The eggs are currently in the eyed-stage and are expected to hatch in February.
“They actually break out of the egg and they become alevins and at that point they live on their yolk sack, that’s their food source,” he said.
Once they’ve consumed their sack, the young fish will then be ready to be fed for about two months before being released and should be ready to be released in May, according to Palfrey who said the salmon will be released into two streams on Meares Island.
“We’ll start to see the returns in four years, so it’s a bit like an RRSP maturing where you’ve got to wait that time length to see the results,” he said.
He said Chum are an important part of the ecosystem, but are often overlooked due to the popularity of Coho and Chinook.

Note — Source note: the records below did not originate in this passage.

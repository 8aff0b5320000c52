//! Configuration validation.
//!
//! Validates configuration values and provides helpful error messages.

use std::collections::HashSet;
use std::str::FromStr;

use uuid::Uuid;

use crate::common::error::ConfigError;
use crate::common::types::ChannelKind;
use crate::config::types::Config;

/// Validate a configuration and return detailed errors.
pub fn validate_config(config: &Config) -> Result<(), ConfigError> {
    let mut errors = Vec::new();

    // Discord
    if config.discord.token.is_empty() {
        errors.push("discord.token is required".to_string());
    }
    if config.discord.token == "YOUR_DISCORD_TOKEN_HERE" {
        errors.push("discord.token has not been configured (still using placeholder)".to_string());
    }

    // Server
    if config.minecraft.host.is_empty() {
        errors.push("minecraft.host is required".to_string());
    }
    if config.minecraft.port == Some(0) {
        errors.push("minecraft.port must be non-zero".to_string());
    }

    // Guilds
    if config.guilds.is_empty() {
        errors.push("guilds is empty - no guild to bridge".to_string());
    }
    let mut guild_names = HashSet::new();
    for (i, guild) in config.guilds.iter().enumerate() {
        if guild.name.is_empty() {
            errors.push(format!("guilds[{}].name is required", i));
        } else if !guild_names.insert(guild.name.to_lowercase()) {
            errors.push(format!("guilds[{}].name '{}' is duplicated", i, guild.name));
        }
        if !is_valid_ign(&guild.bot_ign) {
            errors.push(format!(
                "guilds[{}].bot_ign '{}' is not a valid username",
                i, guild.bot_ign
            ));
        }
        if let Some(ref prefixes) = guild.prefixes {
            if prefixes.iter().any(|p| p.trim().is_empty()) {
                errors.push(format!("guilds[{}].prefixes contains an empty prefix", i));
            }
        }
        if guild.channels.is_empty() {
            errors.push(format!("guilds[{}].channels is empty - nothing to relay to", i));
        }
        for (j, channel) in guild.channels.iter().enumerate() {
            if ChannelKind::from_name(&channel.kind).is_none() {
                errors.push(format!(
                    "guilds[{}].channels[{}].kind '{}' is invalid (use: guild, officer)",
                    i, j, channel.kind
                ));
            }
            if channel.discord == 0 {
                errors.push(format!("guilds[{}].channels[{}].discord must be non-zero", i, j));
            }
        }
    }

    // Accounts
    if config.minecraft.accounts.is_empty() {
        errors.push("minecraft.accounts is empty - no bot account configured".to_string());
    }
    for (i, account) in config.minecraft.accounts.iter().enumerate() {
        if !is_valid_ign(&account.username) {
            errors.push(format!(
                "minecraft.accounts[{}].username must be 3-16 letters, digits or underscores (got '{}')",
                i, account.username
            ));
        }
        match (&account.access_token, &account.uuid) {
            (Some(_), None) => errors.push(format!(
                "minecraft.accounts[{}].uuid is required with access_token",
                i
            )),
            (_, Some(uuid)) if Uuid::from_str(uuid).is_err() => errors.push(format!(
                "minecraft.accounts[{}].uuid '{}' is not a valid UUID",
                i, uuid
            )),
            _ => {}
        }
        if let Some(ref guild) = account.guild {
            if !guild_names.contains(&guild.to_lowercase()) {
                errors.push(format!(
                    "minecraft.accounts[{}].guild '{}' is not configured in guilds",
                    i, guild
                ));
            }
        }
    }

    // Players
    for (i, player) in config.players.iter().flatten().enumerate() {
        if Uuid::from_str(&player.uuid).is_err() {
            errors.push(format!("players[{}].uuid '{}' is not a valid UUID", i, player.uuid));
        }
        if !is_valid_ign(&player.ign) {
            errors.push(format!("players[{}].ign '{}' is not a valid username", i, player.ign));
        }
    }

    // Chat
    if let Some(ref chat) = config.chat {
        if chat.max_parts == Some(0) {
            errors.push("chat.max_parts must be at least 1".to_string());
        }
        if let Some(ref format) = chat.discord_to_minecraft_format {
            if !format.contains("%message") {
                errors.push("chat.discord_to_minecraft_format must contain %message".to_string());
            }
        }
        if let Some(ref format) = chat.minecraft_to_discord_format {
            if !format.contains("%message") {
                errors.push("chat.minecraft_to_discord_format must contain %message".to_string());
            }
        }
    }

    // Filter patterns (try to compile them)
    if let Some(ref filters) = config.filters {
        let sets = [
            ("minecraft_to_discord", &filters.minecraft_to_discord),
            ("discord_to_minecraft", &filters.discord_to_minecraft),
        ];
        for (name, patterns) in sets {
            for (i, pattern) in patterns.iter().flatten().enumerate() {
                if fancy_regex::Regex::new(pattern).is_err() {
                    errors.push(format!(
                        "filters.{}[{}] is not a valid regex: '{}'",
                        name, i, pattern
                    ));
                }
            }
        }
    }

    if errors.is_empty() {
        Ok(())
    } else {
        Err(ConfigError::ValidationError {
            message: errors.join("\n"),
        })
    }
}

/// Minecraft usernames: 3-16 of `[A-Za-z0-9_]`.
fn is_valid_ign(name: &str) -> bool {
    (3..=16).contains(&name.len()) && name.chars().all(|c| c.is_ascii_alphanumeric() || c == '_')
}
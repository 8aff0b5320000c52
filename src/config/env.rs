//! Environment variable overrides for configuration.
//!
//! Supports overriding config values with environment variables:
//! - `GUILDLINK_DISCORD_TOKEN` - Discord bot token
//! - `GUILDLINK_DISCORD_GUILD_ID` - Discord server id
//! - `GUILDLINK_MINECRAFT_HOST` - Game server host
//! - `GUILDLINK_MINECRAFT_PORT` - Game server port
//! - `GUILDLINK_ACCESS_TOKEN_<USERNAME>` - Session token for one account

use std::env;

use crate::config::types::Config;

/// Environment variable prefix for all config overrides.
const ENV_PREFIX: &str = "GUILDLINK";

/// Apply environment variable overrides to a config.
///
/// This allows tokens to be provided via environment variables instead of
/// the config file.
pub fn apply_env_overrides(config: Config) -> Config {
    apply_overrides(config, |name| env::var(name).ok())
}

fn apply_overrides(mut config: Config, var: impl Fn(&str) -> Option<String>) -> Config {
    if let Some(token) = var(&format!("{}_DISCORD_TOKEN", ENV_PREFIX)) {
        config.discord.token = token;
    }
    if let Some(guild_id) = var(&format!("{}_DISCORD_GUILD_ID", ENV_PREFIX)) {
        if let Ok(id) = guild_id.parse() {
            config.discord.guild_id = Some(id);
        }
    }

    if let Some(host) = var(&format!("{}_MINECRAFT_HOST", ENV_PREFIX)) {
        config.minecraft.host = host;
    }
    if let Some(port) = var(&format!("{}_MINECRAFT_PORT", ENV_PREFIX)) {
        if let Ok(port) = port.parse() {
            config.minecraft.port = Some(port);
        }
    }

    for account in &mut config.minecraft.accounts {
        let name = format!(
            "{}_ACCESS_TOKEN_{}",
            ENV_PREFIX,
            account.username.to_uppercase()
        );
        if let Some(token) = var(&name) {
            account.access_token = Some(token);
        }
    }

    config
}

/// Check if any token variables are set but empty.
///
/// Returns a list of variable names that are set but empty.
pub fn check_empty_env_vars() -> Vec<String> {
    env::vars()
        .filter(|(name, value)| {
            value.is_empty()
                && (name == &format!("{}_DISCORD_TOKEN", ENV_PREFIX)
                    || name.starts_with(&format!("{}_ACCESS_TOKEN_", ENV_PREFIX)))
        })
        .map(|(name, _)| name)
        .collect()
}

/// Get the config file path from environment or use default.
///
/// Checks `GUILDLINK_CONFIG` environment variable, otherwise returns "guildlink.conf".
pub fn get_config_path() -> String {
    env::var(format!("{}_CONFIG", ENV_PREFIX)).unwrap_or_else(|_| "guildlink.conf".to_string())
}
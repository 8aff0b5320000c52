//! Canonical message types for bridge communication.
//!
//! This module defines the single source of truth for message types
//! flowing between Minecraft and Discord.

use std::time::Duration;

use chrono::{DateTime, Utc};

use crate::common::types::{PlayerRef, GUILD_CHAT_PREFIX, OFFICER_CHAT_PREFIX, PARTY_CHAT_PREFIX};

/// In-game chat channel a line was received on.
#[derive(Debug, Clone, Copy, PartialEq, Eq, Hash)]
pub enum MessageType {
    Guild,
    Officer,
    Party,
    Whisper,
}

/// Direction of a whisper line.
#[derive(Debug, Clone, Copy, PartialEq, Eq)]
pub enum WhisperDirection {
    /// `From ign: ...` - someone whispered the bot.
    Incoming,
    /// `To ign: ...` - echo of the bot's own whisper.
    Outgoing,
}

/// Author of a player chat line.
#[derive(Debug, Clone, PartialEq, Eq)]
pub struct Author {
    pub ign: String,
    /// Hypixel rank tag, e.g. "MVP+".
    pub hypixel_rank: Option<String>,
    /// Guild rank, only present on guild/officer lines.
    pub guild_rank: Option<String>,
    /// Resolved directory entry, if known.
    pub player: Option<PlayerRef>,
}

/// A parsed chat line. Immutable once created.
#[derive(Debug, Clone)]
pub struct ChatMessage {
    /// Text as received, including invisible characters and formatting codes.
    pub raw_text: String,
    /// Text with invisible characters and formatting codes stripped.
    pub cleaned_text: String,
    pub message_type: Option<MessageType>,
    pub author: Option<Author>,
    /// Cleaned message body with the channel/author prefix removed.
    pub content: String,
    pub is_from_self: bool,
    pub is_spam: bool,
    pub is_blocked: bool,
    pub whisper_direction: Option<WhisperDirection>,
    pub received_at: DateTime<Utc>,
}

impl ChatMessage {
    /// A server/system line with no author.
    pub fn is_system(&self) -> bool {
        self.message_type.is_none()
    }

    /// IGN of the author, if any.
    pub fn author_ign(&self) -> Option<&str> {
        self.author.as_ref().map(|a| a.ign.as_str())
    }
}

/// Message class used to pick the response safety delay.
#[derive(Debug, Clone, Copy, PartialEq, Eq)]
pub enum MessageClass {
    Guild,
    Officer,
    Party,
    Whisper,
    /// Any other chat prefix. Padded like channel chat.
    Chat,
    /// A bare command. Sent verbatim.
    Command,
}

impl MessageClass {
    /// Class implied by a chat prefix.
    pub fn from_prefix(prefix: &str) -> Self {
        match prefix.to_lowercase().as_str() {
            GUILD_CHAT_PREFIX => Self::Guild,
            OFFICER_CHAT_PREFIX => Self::Officer,
            PARTY_CHAT_PREFIX => Self::Party,
            p if p.starts_with("/w ") || p.starts_with("/msg ") => Self::Whisper,
            _ => Self::Chat,
        }
    }
}

/// Discord message that originated an outbound send.
#[derive(Debug, Clone, Copy, PartialEq, Eq)]
pub struct DiscordOrigin {
    pub channel_id: u64,
    pub message_id: u64,
    pub author_id: u64,
}

/// A send request for the Minecraft side.
#[derive(Debug, Clone)]
pub struct OutboundChatRequest {
    pub content: String,
    /// Chat command prefix, e.g. "/gc ". Counted against the line budget.
    pub prefix: String,
    /// Maximum number of lines the content may be split into.
    pub max_parts: usize,
    pub origin: Option<DiscordOrigin>,
    pub class: MessageClass,
}

impl OutboundChatRequest {
    pub fn new(prefix: impl Into<String>, content: impl Into<String>) -> Self {
        let prefix = prefix.into();
        let class = MessageClass::from_prefix(&prefix);
        Self {
            content: content.into(),
            prefix,
            max_parts: 1,
            origin: None,
            class,
        }
    }

    /// A slash command sent without padding, e.g. `command("g online")`.
    pub fn command(command: impl Into<String>) -> Self {
        Self {
            content: command.into(),
            prefix: "/".to_string(),
            max_parts: 1,
            origin: None,
            class: MessageClass::Command,
        }
    }

    pub fn with_max_parts(mut self, max_parts: usize) -> Self {
        self.max_parts = max_parts;
        self
    }

    pub fn with_origin(mut self, origin: DiscordOrigin) -> Self {
        self.origin = Some(origin);
        self
    }
}

/// A content broadcast to one or both sides.
#[derive(Debug, Clone)]
pub struct BroadcastRequest {
    pub content: String,
    pub discord: bool,
    pub minecraft: bool,
}

impl BroadcastRequest {
    pub fn everywhere(content: impl Into<String>) -> Self {
        Self {
            content: content.into(),
            discord: true,
            minecraft: true,
        }
    }
}

/// An in-game command whose reply lines should be collected.
#[derive(Debug, Clone)]
pub struct CommandRequest {
    /// Command without the leading slash, e.g. "g online".
    pub command: String,
    /// Pattern a system line must match to count as a reply.
    pub response_pattern: Option<String>,
    /// Stop after this many reply lines. `None` collects until the timeout.
    pub max: Option<usize>,
    pub timeout: Duration,
    /// Fail with a timeout error instead of returning what was collected.
    pub reject_on_timeout: bool,
}

impl CommandRequest {
    pub fn new(command: impl Into<String>) -> Self {
        Self {
            command: command.into(),
            response_pattern: None,
            max: None,
            timeout: Duration::from_secs(5),
            reject_on_timeout: false,
        }
    }

    pub fn with_response_pattern(mut self, pattern: impl Into<String>) -> Self {
        self.response_pattern = Some(pattern.into());
        self
    }

    pub fn with_max(mut self, max: usize) -> Self {
        self.max = Some(max);
        self
    }

    pub fn with_timeout(mut self, timeout: Duration) -> Self {
        self.timeout = timeout;
        self
    }

    pub fn rejecting_on_timeout(mut self) -> Self {
        self.reject_on_timeout = true;
        self
    }
}

/// Message from Discord to be relayed in game.
#[derive(Debug, Clone)]
pub struct DiscordMessage {
    pub channel_id: u64,
    pub message_id: u64,
    pub author_id: u64,
    /// Sender's display name.
    pub author_name: String,
    /// Content already translated for Minecraft.
    pub content: String,
}

impl DiscordMessage {
    pub fn origin(&self) -> DiscordOrigin {
        DiscordOrigin {
            channel_id: self.channel_id,
            message_id: self.message_id,
            author_id: self.author_id,
        }
    }
}

#[cfg(test)]
mod tests {
    use super::*;

    #[test]
    fn test_message_class_from_prefix() {
        assert_eq!(MessageClass::from_prefix("/gc "), MessageClass::Guild);
        assert_eq!(MessageClass::from_prefix("/OC "), MessageClass::Officer);
        assert_eq!(MessageClass::from_prefix("/pc "), MessageClass::Party);
        assert_eq!(MessageClass::from_prefix("/w Steve "), MessageClass::Whisper);
        assert_eq!(MessageClass::from_prefix("/ac "), MessageClass::Chat);
        assert_eq!(MessageClass::from_prefix(""), MessageClass::Chat);
        assert_eq!(MessageClass::from_prefix("/"), MessageClass::Chat);
    }

    #[test]
    fn test_only_explicit_commands_skip_padding() {
        let req = OutboundChatRequest::new("", "hello");
        assert_eq!(req.class, MessageClass::Chat);

        let req = OutboundChatRequest::command("g online");
        assert_eq!(req.class, MessageClass::Command);
        assert_eq!(req.prefix, "/");
        assert_eq!(req.content, "g online");
    }

    #[test]
    fn test_request_defaults() {
        let req = OutboundChatRequest::new("/gc ", "hello");
        assert_eq!(req.max_parts, 1);
        assert_eq!(req.class, MessageClass::Guild);
        assert!(req.origin.is_none());
    }
}
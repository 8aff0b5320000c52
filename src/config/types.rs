//! Configuration type definitions.

use std::str::FromStr;
use std::time::Duration;

use serde::Deserialize;
use uuid::Uuid;

use crate::bridge::filter::MessageFilter;
use crate::bridge::orchestrator::BridgeSettings;
use crate::common::types::{ChannelKind, ChannelMapping, GuildLinkConfig, PlayerRef};
use crate::game::formatter::MessageFormatter;
use crate::game::sender::SafetyDelays;
use crate::protocol::auth::SessionAuthenticator;
use crate::protocol::client::ClientOptions;

pub const DEFAULT_PORT: u16 = 25565;
pub const DEFAULT_CONNECT_TIMEOUT_SECS: u64 = 20;
pub const DEFAULT_PREFIX: &str = "!";

/// Root configuration structure.
#[derive(Debug, Clone, Deserialize)]
pub struct Config {
    pub discord: DiscordConfig,
    pub minecraft: MinecraftConfig,
    pub guilds: Vec<GuildConfig>,
    pub players: Option<Vec<PlayerConfig>>,
    pub chat: Option<ChatConfig>,
    pub filters: Option<FiltersConfig>,
}

/// Discord bot configuration.
#[derive(Debug, Clone, Deserialize)]
pub struct DiscordConfig {
    pub token: String,
    pub guild_id: Option<u64>,
}

/// Game server and the accounts that join it.
#[derive(Debug, Clone, Deserialize)]
pub struct MinecraftConfig {
    pub host: String,
    pub port: Option<u16>,
    pub connect_timeout_secs: Option<u64>,
    pub accounts: Vec<AccountConfig>,
}

/// One bot account. Each account runs its own bridge.
#[derive(Debug, Clone, Deserialize)]
pub struct AccountConfig {
    pub username: String,
    /// Session token for online-mode servers.
    pub access_token: Option<String>,
    /// Profile UUID, required with `access_token`.
    pub uuid: Option<String>,
    /// Guild to link to; linked by membership when absent.
    pub guild: Option<String>,
}

/// In-game guild and the Discord channels it is bridged to.
#[derive(Debug, Clone, Deserialize)]
pub struct GuildConfig {
    pub name: String,
    pub bot_ign: String,
    pub prefixes: Option<Vec<String>>,
    pub channels: Vec<ChannelConfig>,
}

/// Maps a guild chat channel to a Discord channel.
#[derive(Debug, Clone, Deserialize)]
pub struct ChannelConfig {
    /// "guild" or "officer"
    pub kind: String,
    pub discord: u64,
}

/// Known player, used for lookups and mention translation.
#[derive(Debug, Clone, Deserialize)]
pub struct PlayerConfig {
    pub uuid: String,
    pub ign: String,
    pub discord_id: Option<u64>,
}

/// Chat formatting and pacing.
#[derive(Debug, Clone, Deserialize)]
pub struct ChatConfig {
    pub max_parts: Option<usize>,
    pub ready_timeout_secs: Option<u64>,
    /// Placeholders: %user, %message, %channel, %rank, %time
    pub discord_to_minecraft_format: Option<String>,
    pub minecraft_to_discord_format: Option<String>,
    pub delays: Option<DelaysConfig>,
}

/// Per-channel pause after each send, in milliseconds.
#[derive(Debug, Clone, Deserialize)]
pub struct DelaysConfig {
    pub guild_ms: Option<u64>,
    pub officer_ms: Option<u64>,
    pub party_ms: Option<u64>,
    pub whisper_ms: Option<u64>,
    pub command_ms: Option<u64>,
}

/// Message filtering configuration.
#[derive(Debug, Clone, Deserialize)]
pub struct FiltersConfig {
    /// Patterns dropping game lines before they reach Discord
    pub minecraft_to_discord: Option<Vec<String>>,
    /// Patterns dropping Discord messages before they reach the game
    pub discord_to_minecraft: Option<Vec<String>>,
}

impl Config {
    pub fn port(&self) -> u16 {
        self.minecraft.port.unwrap_or(DEFAULT_PORT)
    }

    /// Guild link configurations. Unknown channel kinds are skipped.
    pub fn guild_links(&self) -> Vec<GuildLinkConfig> {
        self.guilds
            .iter()
            .map(|guild| GuildLinkConfig {
                name: guild.name.clone(),
                bot_ign: guild.bot_ign.clone(),
                prefixes: guild
                    .prefixes
                    .clone()
                    .unwrap_or_else(|| vec![DEFAULT_PREFIX.to_string()]),
                channel_mappings: guild
                    .channels
                    .iter()
                    .filter_map(|channel| {
                        ChannelKind::from_name(&channel.kind).map(|kind| ChannelMapping {
                            kind,
                            discord_channel_id: channel.discord,
                        })
                    })
                    .collect(),
            })
            .collect()
    }

    /// Known players. Entries with an unparsable UUID are skipped.
    pub fn player_refs(&self) -> Vec<PlayerRef> {
        self.players
            .iter()
            .flatten()
            .filter_map(|player| {
                Uuid::from_str(&player.uuid).ok().map(|uuid| PlayerRef {
                    uuid,
                    ign: player.ign.clone(),
                    discord_id: player.discord_id,
                })
            })
            .collect()
    }

    pub fn message_filter(&self) -> MessageFilter {
        match &self.filters {
            Some(filters) => MessageFilter::new(
                filters.minecraft_to_discord.as_deref().unwrap_or_default(),
                filters.discord_to_minecraft.as_deref().unwrap_or_default(),
            ),
            None => MessageFilter::empty(),
        }
    }

    pub fn safety_delays(&self) -> SafetyDelays {
        let mut delays = SafetyDelays::default();
        let Some(configured) = self.chat.as_ref().and_then(|c| c.delays.as_ref()) else {
            return delays;
        };
        let apply = |slot: &mut Duration, ms: Option<u64>| {
            if let Some(ms) = ms {
                *slot = Duration::from_millis(ms);
            }
        };
        apply(&mut delays.guild, configured.guild_ms);
        apply(&mut delays.officer, configured.officer_ms);
        apply(&mut delays.party, configured.party_ms);
        apply(&mut delays.whisper, configured.whisper_ms);
        apply(&mut delays.command, configured.command_ms);
        delays
    }

    /// Bridge settings for one account.
    pub fn bridge_settings(&self, account: &AccountConfig) -> BridgeSettings {
        let mut settings = BridgeSettings::new(account.username.clone());
        settings.guild_name = account.guild.clone();
        settings.safety_delays = self.safety_delays();
        settings.filter = self.message_filter();

        if let Some(chat) = &self.chat {
            if let Some(max_parts) = chat.max_parts {
                settings.max_parts = max_parts;
            }
            if let Some(secs) = chat.ready_timeout_secs {
                settings.ready_timeout = Duration::from_secs(secs);
            }
            if let Some(format) = &chat.discord_to_minecraft_format {
                settings.discord_to_minecraft = MessageFormatter::new(format.clone());
            }
            if let Some(format) = &chat.minecraft_to_discord_format {
                settings.minecraft_to_discord = MessageFormatter::new(format.clone());
            }
        }
        settings
    }

    /// Connection options for one account.
    pub fn client_options(&self, account: &AccountConfig) -> ClientOptions {
        let auth = match (&account.access_token, &account.uuid) {
            (Some(token), Some(uuid)) => Some(SessionAuthenticator::new(token.clone(), uuid.clone())),
            _ => None,
        };
        ClientOptions {
            host: self.minecraft.host.clone(),
            port: self.port(),
            username: account.username.clone(),
            auth,
            connect_timeout: Duration::from_secs(
                self.minecraft
                    .connect_timeout_secs
                    .unwrap_or(DEFAULT_CONNECT_TIMEOUT_SECS),
            ),
        }
    }
}

impl std::fmt::Display for AccountConfig {
    fn fmt(&self, f: &mut std::fmt::Formatter<'_>) -> std::fmt::Result {
        let mode = if self.access_token.is_some() { "online" } else { "offline" };
        match &self.guild {
            Some(guild) => write!(f, "{} ({}, guild {})", self.username, mode, guild),
            None => write!(f, "{} ({})", self.username, mode),
        }
    }
}

#[cfg(test)]
mod tests {
    use super::*;

    fn sample_config() -> Config {
        Config {
            discord: DiscordConfig {
                token: "token".to_string(),
                guild_id: None,
            },
            minecraft: MinecraftConfig {
                host: "mc.hypixel.net".to_string(),
                port: None,
                connect_timeout_secs: None,
                accounts: vec![AccountConfig {
                    username: "BridgeBot".to_string(),
                    access_token: None,
                    uuid: None,
                    guild: Some("Elite".to_string()),
                }],
            },
            guilds: vec![GuildConfig {
                name: "Elite".to_string(),
                bot_ign: "BridgeBot".to_string(),
                prefixes: None,
                channels: vec![
                    ChannelConfig { kind: "guild".to_string(), discord: 10 },
                    ChannelConfig { kind: "officer".to_string(), discord: 20 },
                ],
            }],
            players: Some(vec![PlayerConfig {
                uuid: "069a79f4-44e9-4726-a5be-fca90e38aaf5".to_string(),
                ign: "Notch".to_string(),
                discord_id: Some(42),
            }]),
            chat: Some(ChatConfig {
                max_parts: Some(3),
                ready_timeout_secs: None,
                discord_to_minecraft_format: Some("[D] %user: %message".to_string()),
                minecraft_to_discord_format: None,
                delays: Some(DelaysConfig {
                    guild_ms: Some(1000),
                    officer_ms: None,
                    party_ms: None,
                    whisper_ms: None,
                    command_ms: None,
                }),
            }),
            filters: None,
        }
    }

    #[test]
    fn test_guild_links_default_prefix() {
        let links = sample_config().guild_links();
        assert_eq!(links.len(), 1);
        assert_eq!(links[0].prefixes, vec!["!".to_string()]);
        assert_eq!(links[0].channel_for(ChannelKind::Officer), Some(20));
    }

    #[test]
    fn test_bridge_settings_overrides() {
        let config = sample_config();
        let settings = config.bridge_settings(&config.minecraft.accounts[0]);
        assert_eq!(settings.name, "BridgeBot");
        assert_eq!(settings.guild_name.as_deref(), Some("Elite"));
        assert_eq!(settings.max_parts, 3);
        assert_eq!(settings.safety_delays.guild, Duration::from_millis(1000));
        assert_eq!(settings.safety_delays.officer, SafetyDelays::default().officer);
    }

    #[test]
    fn test_client_options_offline() {
        let config = sample_config();
        let options = config.client_options(&config.minecraft.accounts[0]);
        assert_eq!(options.port, DEFAULT_PORT);
        assert!(options.auth.is_none());
        assert_eq!(options.connect_timeout, Duration::from_secs(DEFAULT_CONNECT_TIMEOUT_SECS));
    }

    #[test]
    fn test_player_refs() {
        let players = sample_config().player_refs();
        assert_eq!(players.len(), 1);
        assert_eq!(players[0].discord_id, Some(42));
    }
}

“They’re a really important part of the overall ecology of the stream. They’re real gravel cleaners and when they hatch out, they provide a lot of feed for the outgoing Coho smolts that have spent a year in that system. They’re quite a food source for everything really. Bears very much rely on the Chum populations to fatten up for their winter’s sleep,” he said. “There’s well over 100 predators that feed on them in their whole life cycle. So they have a really tough road ahead of them and for us to be able to reintroduce them to these streams on Meares Island is a great opportunity.”